• [Task]: Check every line below for the word "limit" and copy each one that has it.
[Records provided]
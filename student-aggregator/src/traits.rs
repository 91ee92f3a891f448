use crate::types::{CandidateRecord, Result, SourceKind};
use async_trait::async_trait;

/// Trait for producing candidate records from one external origin
/// (a domain email search, a profile scraping service, a synthetic generator).
#[async_trait]
pub trait SourceAdapter: Send + Sync {
    /// Kind stamped on every record this source produces
    fn kind(&self) -> SourceKind;

    /// Human-readable name used as the key in usage reports
    fn source_name(&self) -> String;

    /// Fetch at most `limit` records for `query` (an institution name or a
    /// direct profile locator).
    ///
    /// A malformed entry is skipped and counted, never returned as an error.
    /// Errors mean the whole call produced nothing usable: a missing credential,
    /// a transport failure or an exhausted rate-limit budget.
    async fn fetch(&self, query: &str, limit: usize) -> Result<Vec<CandidateRecord>>;

    /// Cumulative counters since the source was created
    fn usage(&self) -> AdapterUsage;
}

/// Per-source counters read by the aggregator around each `fetch`.
#[derive(Debug, Clone, Copy, Default, PartialEq, Eq)]
pub struct AdapterUsage {
    pub requests_issued: u32,
    pub records_dropped: u32,
}

impl AdapterUsage {
    pub fn since(&self, earlier: &AdapterUsage) -> AdapterUsage {
        AdapterUsage {
            requests_issued: self.requests_issued.saturating_sub(earlier.requests_issued),
            records_dropped: self.records_dropped.saturating_sub(earlier.records_dropped),
        }
    }
}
[/Records provided]
• [Result]:
    /// Fetch at most `limit` records for `query` (an institution name or a
    /// a transport failure or an exhausted rate-limit budget.
    async fn fetch(&self, query: &str, limit: usize) -> Result<Vec<CandidateRecord>>;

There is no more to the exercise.